An additional timing consideration is that, regardless of the manufacturer, a restart of the digital broadcast system hardware typically results in a shift in the Modem Frame start sequence relative to the analog signal. As new equipment designs begin to focus on single-frequency network (SFN) operation, this issue should ultimately be resolved so systems will maintain consistent alignment after a power cycle. Until then, after a power outage, it is a good practice to confirm the station is in proper alignment.

Another method that can introduce time shift is the use of separate program paths to the transmitter site. The use of a common link that conveys both the analog and digital is desirable, as signals may remain coherent. Whenever a station implements separate STL paths for the analog and digital programming, the probability increases that one path may experience dropped packets while the other remain solid. When this occurs, the time relationship between analog and digital begin to shift. Since these links are typically unidirectional, the loss can never be corrected. However, even state-of-the-art digital STL solutions may have variable latency between their audio and data program paths. Recent improvements in diversity delay monitoring have revealed instantaneous shifts in relative time of the AES and Ethernet channels on one popular system. While these excursions in time are not overtly apparent to the listener, they do exceed the system recommendations.

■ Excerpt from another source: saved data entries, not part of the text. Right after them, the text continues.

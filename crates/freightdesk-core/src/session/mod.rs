//! Session state types and the persisted document schema.

pub mod persist;
pub mod service;

use serde::{Deserialize, Serialize};

/// Authenticated back-office user.
#[derive(Debug, Clone, PartialEq, Eq, Serialize, Deserialize)]
pub struct AuthUser {
    pub id: u64,
    pub email: String,
    pub name: String,
    pub role: String,
}

impl From<freightdesk_api::UserPayload> for AuthUser {
    fn from(payload: freightdesk_api::UserPayload) -> Self {
        Self {
            id: payload.id,
            email: payload.email,
            name: payload.name,
            role: payload.role,
        }
    }
}

/// The session snapshot: who is signed in, if anyone.
///
/// Serializes as `{"user": ..., "isAuthenticated": ...}`; the persisted
/// document schema is a contract with existing installs.
#[derive(Debug, Clone, Default, PartialEq, Eq, Serialize, Deserialize)]
#[serde(rename_all = "camelCase")]
pub struct AuthSession {
    pub user: Option<AuthUser>,
    pub is_authenticated: bool,
}

impl AuthSession {
    /// Snapshot for a freshly authenticated user.
    pub fn signed_in(user: AuthUser) -> Self {
        Self {
            user: Some(user),
            is_authenticated: true,
        }
    }
}

/// Result of a login attempt as surfaced to callers.
///
/// Failures share one shape: rejected credentials and transport problems
/// differ only in the message, never in the variant.
#[derive(Debug, Clone, PartialEq, Eq)]
pub enum LoginOutcome {
    Success,
    Failure { message: String },
}

impl LoginOutcome {
    pub fn is_success(&self) -> bool {
        matches!(self, Self::Success)
    }
}
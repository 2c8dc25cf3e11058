//! Command dispatch: bridges CLI args -> core operations -> output formatting.

pub mod auth;
pub mod config_cmd;
pub mod navigate;
pub mod routes;
pub mod util;

use crate::cli::{Command, GlobalOpts};
use crate::error::CliError;

/// Dispatch a command to the appropriate handler.
pub async fn dispatch(cmd: Command, global: &GlobalOpts) -> Result<(), CliError> {
    match cmd {
        Command::Login(args) => auth::login(args, global).await,
        Command::Logout => auth::logout(global),
        Command::Whoami => auth::whoami(global),
        Command::Routes => routes::list(global),
        Command::Resolve(args) => routes::resolve(args, global),
        Command::Navigate(args) => navigate::handle(args, global),
        Command::Config(args) => config_cmd::handle(args, global),
        // Completions are handled before dispatch
        Command::Completions(_) => unreachable!(),
    }
}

The HD Radio Broadcast Monitor Network, a system deployed by DTS to help stations improve performance, is capable of generating time and level alignment trend reports. This information, combined with continuous discrete station monitoring, has been instrumental in providing analytics on the stability of various system configurations. As broadcast monitoring tools improve, it is becoming ever more apparent that a form of automated monitoring and control is desirable to control the complex time and level domain of the hybrid HD Radio audio signals.

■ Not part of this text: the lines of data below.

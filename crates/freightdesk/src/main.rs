mod cli;
mod commands;
mod config;
mod error;
mod output;

use clap::Parser;
use tracing_subscriber::EnvFilter;

use crate::cli::{Cli, ColorMode, Command, OutputFormat};
use crate::error::CliError;

#[tokio::main]
async fn main() {
    // Parse CLI arguments
    let cli = Cli::parse();

    // Setup tracing based on verbosity
    init_tracing(cli.global.verbose);

    // Dispatch and handle errors with proper exit codes
    if let Err(err) = run(cli).await {
        let code = err.exit_code();
        eprintln!("{:?}", miette::Report::new(err));
        std::process::exit(code);
    }
}

fn init_tracing(verbosity: u8) {
    let filter = match verbosity {
        0 => "warn",
        1 => "info",
        2 => "debug",
        _ => "trace",
    };

    // Logs go to stderr; stdout is reserved for command output.
    tracing_subscriber::fmt()
        .with_env_filter(
            EnvFilter::try_from_default_env().unwrap_or_else(|_| EnvFilter::new(filter)),
        )
        .with_writer(std::io::stderr)
        .with_target(false)
        .init();
}

async fn run(cli: Cli) -> Result<(), CliError> {
    match cli.command {
        // Shell completions don't touch config or backend
        Command::Completions(args) => {
            use clap::CommandFactory;
            use clap_complete::generate;

            let mut cmd = Cli::command();
            generate(args.shell, &mut cmd, "freightdesk", &mut std::io::stdout());
            Ok(())
        }

        cmd => {
            let mut global = cli.global;
            apply_config_defaults(&mut global);

            tracing::debug!(command = ?cmd, "dispatching command");
            commands::dispatch(cmd, &global).await
        }
    }
}

/// Fill presentation options from the config file when neither a flag
/// nor an env var chose them.
fn apply_config_defaults(global: &mut cli::GlobalOpts) {
    if global.output.is_some() && global.color.is_some() {
        return;
    }
    let cfg = config::load_config_or_default();

    if global.output.is_none() {
        global.output = OutputFormat::from_name(&cfg.defaults.output);
        if global.output.is_none() {
            tracing::warn!(value = %cfg.defaults.output, "unknown output format in config");
        }
    }
    if global.color.is_none() {
        global.color = ColorMode::from_name(&cfg.defaults.color);
        if global.color.is_none() {
            tracing::warn!(value = %cfg.defaults.color, "unknown color mode in config");
        }
    }
}
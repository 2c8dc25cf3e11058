//! CLI configuration — thin wrapper around `freightdesk_config` shared types.
//!
//! Re-exports the shared types and adds CLI-specific resolution that
//! respects `GlobalOpts` flag overrides (--backend, --timeout, etc.).

use std::path::PathBuf;

use freightdesk_core::BackendConfig;

use crate::cli::GlobalOpts;
use crate::error::CliError;

// ── Re-exports from shared crate ────────────────────────────────────

pub use freightdesk_config::{
    BackendSettings, Config, config_path, load_config_or_default, save_config,
};

// ── CLI-specific helpers ─────────────────────────────────────────────

/// Resolve the runtime backend configuration.
///
/// Loads the config file, applies flag/env overrides on top, then hands
/// the merged settings to the shared validator. Flags always win.
pub fn resolve_backend(global: &GlobalOpts) -> Result<BackendConfig, CliError> {
    let mut cfg = load_config_or_default();

    if let Some(ref url) = global.backend {
        cfg.backend.url = Some(url.clone());
    }
    if let Some(timeout) = global.timeout {
        cfg.backend.timeout = timeout;
    }
    if global.insecure {
        cfg.backend.insecure = true;
    }

    Ok(freightdesk_config::backend_config(&cfg)?)
}

/// Where the persisted session document lives, honoring `--session-file`.
pub fn resolve_session_path(global: &GlobalOpts) -> PathBuf {
    if let Some(ref path) = global.session_file {
        return path.clone();
    }
    let cfg = load_config_or_default();
    freightdesk_config::session_store_path(&cfg)
}
//! Shared helpers for command handlers.

use freightdesk_core::{FileSessionStore, SessionService};

use crate::cli::GlobalOpts;
use crate::config;
use crate::error::CliError;

/// Open the session service over the persisted session document.
pub fn open_session(global: &GlobalOpts) -> SessionService {
    let path = config::resolve_session_path(global);
    SessionService::new(Box::new(FileSessionStore::new(path)))
}

/// Prompt for confirmation, auto-approving if `--yes` was passed.
pub fn confirm(message: &str, yes_flag: bool) -> Result<bool, CliError> {
    if yes_flag {
        return Ok(true);
    }
    let confirmed = dialoguer::Confirm::new()
        .with_prompt(message)
        .default(false)
        .interact()
        .map_err(|e| CliError::Io(std::io::Error::other(e)))?;
    Ok(confirmed)
}

/// Map a dialoguer / interactive I/O failure into CliError.
pub fn prompt_err(e: impl std::fmt::Display) -> CliError {
    CliError::Validation {
        field: "interactive".into(),
        reason: format!("prompt failed: {e}"),
    }
}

Several products are already in the marketplace from Belar, DaySequerra and Inovonics that allow for automated alignment control. The Belar FM-HD1 sends alignment correction information to HD Radio exciters enabled with their proprietary protocol. The DaySequerra M4DDC and M2Si Time Lock, as well as the Inovonics Justin 808, actively control time and level alignment by managing the analog path diversity delay and controlling the digital program path loudness.

In order to offer the listener the best user experience, stations should strive to match the audio characteristics of the analog and digital program paths. Doing so will always improve the blend experience during signal impairment and at the edges of coverage. Today, this is most easily accomplished with an audio processor designed to provide both analog and digital program path output simultaneously. Use of these dual-output processors resolves nearly all of the phase and level discrepancies found in the field.

Wherever possible, co-locate the Exporter and Exgine and share a common time base reference. If this isn’t practical, the next best option is a GPS-locked time base reference at the Exporter and Exgine ends of the system. Tie all of your stations AES audio sources to a common 44.1 kHz wordclock, preferably tied to the GPS time base reference.

Last, automate the time and level alignment process whenever possible. Doing so will save countless hours of maintenance and provide a seamless user experience.

DTS’ Jeff Detweiler directs broadcast product development and the introduction and launch of its HD Radio brand of in-band on-channel (IBOC) technology to radio stations worldwide. He is responsible for licensing the technology to transmission equipment manufacturers and working with them to commercialize HD Radio products.